Records contained in a dataset
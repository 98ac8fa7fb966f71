//! Per-slot transport state machine.
//!
//! ```text
//! Stopped --play--> Playing --pause--> Paused --play--> Playing
//! {Playing, Paused} --stop (after fade-out)--> Stopped
//! ```
//!
//! A session owns one engine resource exclusively, starts a fade-in on `play`,
//! defers the actual stop until its fade-out completes, and pauses instantly.

use std::sync::Arc;
use std::time::Duration;

use crate::audio_engine::clock::{SlotId, TransportSnapshot};
use crate::audio_engine::constants::{PAN_MAX, PAN_MIN, VOLUME_MAX};
use crate::audio_engine::engine::{
    EngineEvent, PlaybackEngine, PlayEpoch, ResourceHandle, SignalTap, TapHandle,
};
use crate::audio_engine::fade::{FadeCompletion, FadeController, FadeKind};
use crate::audio_engine::master_bus::MasterBus;
use crate::audio_engine::meter::{LevelMeter, LevelSample};
use crate::state::SlotSpec;

#[derive(Debug, Clone, Copy, PartialEq, Eq)]
pub enum TransportState {
    Stopped,
    Playing,
    Paused,
}

impl TransportState {
    pub fn as_str(self) -> &'static str {
        match self {
            Self::Stopped => "stopped",
            Self::Playing => "playing",
            Self::Paused => "paused",
        }
    }
}

#[derive(Debug, Clone, Copy, PartialEq, Eq)]
enum ResourceStatus {
    Loading,
    Ready,
    Failed,
}

/// Playback state of one slot.
pub struct PlaybackSession {
    slot_id: SlotId,
    handle: Option<ResourceHandle>,
    tap: Option<TapHandle>,
    status: ResourceStatus,
    state: TransportState,
    duration: Option<f64>,
    position: f64,
    volume: u8,
    pan: f32,
    looping: bool,
    /// Epoch of the last play command; ends reported for older runs are stale.
    play_epoch: Option<PlayEpoch>,
    /// Envelope gain committed by the last completed or cancelled ramp.
    gain: f32,
    fade: FadeController,
    fade_duration: Duration,
    meter: LevelMeter,
    master: Arc<MasterBus>,
}

impl PlaybackSession {
    /// Loads the slot's source into the engine and attaches a metering tap.
    ///
    /// A load that fails synchronously leaves the session stopped and inert; an
    /// asynchronous failure arrives later through [`handle_event`](Self::handle_event).
    pub fn new<E: PlaybackEngine + SignalTap + ?Sized>(
        spec: &SlotSpec,
        master: Arc<MasterBus>,
        fade_duration: Duration,
        engine: &mut E,
    ) -> Self {
        let spec = spec.clone().normalized();
        let mut session = Self {
            slot_id: spec.id.clone(),
            handle: None,
            tap: None,
            status: ResourceStatus::Failed,
            state: TransportState::Stopped,
            duration: None,
            position: 0.0,
            volume: spec.volume,
            pan: spec.pan,
            looping: spec.looping,
            play_epoch: None,
            gain: 0.0,
            fade: FadeController::new(),
            fade_duration,
            meter: LevelMeter::new(),
            master,
        };

        let Some(source) = spec.source_ref.as_deref() else {
            log::debug!("slot {} has no source, session stays inert", session.slot_id);
            return session;
        };

        match engine.load(source) {
            Ok(handle) => {
                engine.set_volume(handle, volume_scalar(session.volume));
                engine.set_pan(handle, session.pan);
                engine.set_loop(handle, session.looping);
                session.tap = engine.attach_tap(handle);
                session.handle = Some(handle);
                session.status = ResourceStatus::Loading;
            }
            Err(err) => {
                log::warn!("failed to load slot {}: {err}", session.slot_id);
            }
        }

        session
    }

    /// Starts or resumes playback with a fade-in.
    ///
    /// No-op until the resource is loaded, and while already playing. A pending
    /// stop is abandoned in favour of the new fade-in.
    pub fn play<E: PlaybackEngine + ?Sized>(&mut self, engine: &mut E, now: Duration) {
        let Some(handle) = self.ready_handle() else {
            log::debug!("play ignored for slot {}: nothing loaded", self.slot_id);
            return;
        };

        if self.state == TransportState::Playing && !self.stop_pending() {
            return;
        }

        self.fade.cancel(engine, handle);
        engine.set_gain(handle, 0.0);
        self.gain = 0.0;
        self.play_epoch = Some(engine.play(handle));
        self.state = TransportState::Playing;

        if let Some(done) = self.fade.start(
            engine,
            handle,
            FadeKind::In,
            0.0,
            1.0,
            self.fade_duration,
            now,
        ) {
            self.finish_fade(engine, done);
        }
    }

    /// Suspends playback at once, without a fade.
    pub fn pause<E: PlaybackEngine + ?Sized>(&mut self, engine: &mut E, now: Duration) {
        let Some(handle) = self.handle else {
            return;
        };
        if self.state != TransportState::Playing {
            return;
        }

        if let Some(gain) = self.fade.gain_at(now) {
            self.gain = gain;
        }
        self.fade.cancel(engine, handle);
        engine.pause(handle);
        self.position = self.clamp_position(engine.playback_position(handle));
        self.state = TransportState::Paused;
    }

    /// Fades out from the current gain; the transition to `Stopped` happens when
    /// the fade completes. Calling it again while the fade-out runs is a no-op.
    pub fn stop<E: PlaybackEngine + ?Sized>(&mut self, engine: &mut E, now: Duration) {
        let Some(handle) = self.handle else {
            return;
        };
        if self.state == TransportState::Stopped || self.stop_pending() {
            return;
        }

        let from = self.fade.gain_at(now).unwrap_or(self.gain);
        self.gain = from;
        if let Some(done) = self.fade.start(
            engine,
            handle,
            FadeKind::Out,
            from,
            0.0,
            self.fade_duration,
            now,
        ) {
            self.finish_fade(engine, done);
        }
    }

    /// Stops when playing, plays otherwise.
    pub fn toggle<E: PlaybackEngine + ?Sized>(&mut self, engine: &mut E, now: Duration) {
        if self.state == TransportState::Playing && !self.stop_pending() {
            self.stop(engine, now);
        } else {
            self.play(engine, now);
        }
    }

    /// Moves the playhead to `seconds`, clamped to the clip. Legal in any state
    /// and never touches a running fade. Returns the applied position.
    pub fn seek<E: PlaybackEngine + ?Sized>(&mut self, engine: &mut E, seconds: f64) -> f64 {
        let target = self.clamp_position(seconds);
        self.position = target;
        if let Some(handle) = self.handle {
            engine.seek(handle, target);
        }
        target
    }

    pub fn set_volume<E: PlaybackEngine + ?Sized>(&mut self, engine: &mut E, volume: u8) {
        self.volume = volume.min(VOLUME_MAX);
        if let Some(handle) = self.handle {
            engine.set_volume(handle, volume_scalar(self.volume));
        }
    }

    pub fn set_pan<E: PlaybackEngine + ?Sized>(&mut self, engine: &mut E, pan: f32) {
        self.pan = clamp_pan(pan);
        if let Some(handle) = self.handle {
            engine.set_pan(handle, self.pan);
        }
    }

    pub fn set_loop<E: PlaybackEngine + ?Sized>(&mut self, engine: &mut E, looping: bool) {
        self.looping = looping;
        if let Some(handle) = self.handle {
            engine.set_loop(handle, looping);
        }
    }

    /// Length of future fades; a fade already running keeps its length.
    pub fn set_fade_duration(&mut self, fade_duration: Duration) {
        self.fade_duration = fade_duration;
    }

    /// Completes a fade whose time has run out.
    pub fn advance<E: PlaybackEngine + ?Sized>(&mut self, engine: &mut E, now: Duration) {
        if let Some(done) = self.fade.poll(now) {
            self.finish_fade(engine, done);
        }
    }

    /// Applies an engine event addressed to this session's resource.
    pub fn handle_event<E: PlaybackEngine + ?Sized>(&mut self, engine: &mut E, event: &EngineEvent) {
        let Some(handle) = self.handle else {
            return;
        };
        if event.handle() != handle {
            return;
        }

        match event {
            EngineEvent::MetadataReady { duration_sec, .. } => {
                if self.status != ResourceStatus::Loading {
                    return;
                }
                let duration = if duration_sec.is_finite() {
                    duration_sec.max(0.0)
                } else {
                    0.0
                };
                self.duration = Some(duration);
                self.status = ResourceStatus::Ready;
                self.position = self.clamp_position(self.position);
                log::info!("slot {} loaded ({duration:.2}s)", self.slot_id);
            }
            EngineEvent::LoadFailed { error, .. } => {
                log::warn!("failed to load slot {}: {error}", self.slot_id);
                self.fade.cancel(engine, handle);
                self.status = ResourceStatus::Failed;
                self.duration = None;
                self.state = TransportState::Stopped;
                self.position = 0.0;
            }
            EngineEvent::Ended { epoch, .. } => {
                if self.play_epoch != Some(*epoch) {
                    log::debug!("slot {}: ignoring end of an earlier run", self.slot_id);
                    return;
                }
                if self.looping || self.state == TransportState::Stopped {
                    return;
                }
                self.fade.cancel(engine, handle);
                engine.halt(handle);
                self.gain = 0.0;
                self.position = 0.0;
                self.state = TransportState::Stopped;
            }
        }
    }

    /// Current playhead, clamped to `[0, duration]`.
    pub fn position<E: PlaybackEngine + ?Sized>(&mut self, engine: &E) -> f64 {
        if self.state == TransportState::Playing
            && let Some(handle) = self.handle
        {
            self.position = self.clamp_position(engine.playback_position(handle));
        }
        self.position
    }

    pub fn sample_meter<E: SignalTap + ?Sized>(&mut self, engine: &mut E) -> LevelSample {
        let playing = self.state == TransportState::Playing;
        self.meter.sample(engine, self.tap, playing)
    }

    /// Position and levels for the transport clock, or `None` when not playing.
    pub fn snapshot<E: PlaybackEngine + SignalTap + ?Sized>(
        &mut self,
        engine: &mut E,
    ) -> Option<TransportSnapshot> {
        if self.state != TransportState::Playing {
            return None;
        }

        let position = self.position(engine);
        let levels = self.sample_meter(engine);
        Some(TransportSnapshot {
            slot_id: self.slot_id.clone(),
            position,
            rms_db: levels.rms_db,
            peak_db: levels.peak_db,
        })
    }

    /// Cancels the fade, detaches the tap and releases the resource.
    pub fn destroy<E: PlaybackEngine + SignalTap + ?Sized>(mut self, engine: &mut E) {
        if let Some(handle) = self.handle.take() {
            self.fade.cancel(engine, handle);
            if let Some(tap) = self.tap.take() {
                engine.detach_tap(tap);
            }
            engine.release(handle);
        }
        self.fade.clear();
        self.meter.reset();
    }

    pub fn slot_id(&self) -> &str {
        &self.slot_id
    }

    pub fn state(&self) -> TransportState {
        self.state
    }

    pub fn duration(&self) -> Option<f64> {
        self.duration
    }

    pub fn handle(&self) -> Option<ResourceHandle> {
        self.handle
    }

    pub fn is_loaded(&self) -> bool {
        self.status == ResourceStatus::Ready
    }

    pub fn load_failed(&self) -> bool {
        self.status == ResourceStatus::Failed
    }

    pub fn volume(&self) -> u8 {
        self.volume
    }

    pub fn pan(&self) -> f32 {
        self.pan
    }

    pub fn looping(&self) -> bool {
        self.looping
    }

    pub fn fade_active(&self) -> bool {
        self.fade.is_active()
    }

    /// Whether a fade-out is running towards a stop.
    pub fn stop_pending(&self) -> bool {
        self.fade.kind() == Some(FadeKind::Out)
    }

    /// Fade envelope gain at `now`, in `[0, 1]`.
    pub fn envelope_gain(&self, now: Duration) -> f32 {
        self.fade.gain_at(now).unwrap_or(self.gain)
    }

    /// Master and slot volume combined, excluding the fade envelope.
    pub fn effective_gain(&self) -> f32 {
        self.master.effective_gain(self.volume)
    }

    fn ready_handle(&self) -> Option<ResourceHandle> {
        match self.status {
            ResourceStatus::Ready => self.handle,
            ResourceStatus::Loading | ResourceStatus::Failed => None,
        }
    }

    fn clamp_position(&self, seconds: f64) -> f64 {
        clamp_position(seconds, self.duration)
    }

    fn finish_fade<E: PlaybackEngine + ?Sized>(&mut self, engine: &mut E, done: FadeCompletion) {
        self.gain = done.gain;
        if done.kind != FadeKind::Out {
            return;
        }

        if let Some(handle) = self.handle {
            engine.halt(handle);
        }
        self.position = 0.0;
        self.state = TransportState::Stopped;
    }
}

/// `clamp(seconds, 0, max(duration, 0))`; an unknown duration counts as zero.
pub fn clamp_position(seconds: f64, duration: Option<f64>) -> f64 {
    let max = duration.filter(|d| d.is_finite()).unwrap_or(0.0).max(0.0);
    if seconds.is_nan() {
        return 0.0;
    }
    seconds.clamp(0.0, max)
}

fn volume_scalar(volume: u8) -> f32 {
    f32::from(volume.min(VOLUME_MAX)) / f32::from(VOLUME_MAX)
}

fn clamp_pan(pan: f32) -> f32 {
    if pan.is_finite() {
        pan.clamp(PAN_MIN, PAN_MAX)
    } else {
        0.0
    }
}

PROMPT ->
Pick out and copy the lines of the entries that hold the string "bool".

ANSWER AREA ->
    looping: bool,
    pub fn set_loop<E: PlaybackEngine + ?Sized>(&mut self, engine: &mut E, looping: bool) {
    pub fn is_loaded(&self) -> bool {
    pub fn load_failed(&self) -> bool {
    pub fn looping(&self) -> bool {
    pub fn fade_active(&self) -> bool {
    pub fn stop_pending(&self) -> bool {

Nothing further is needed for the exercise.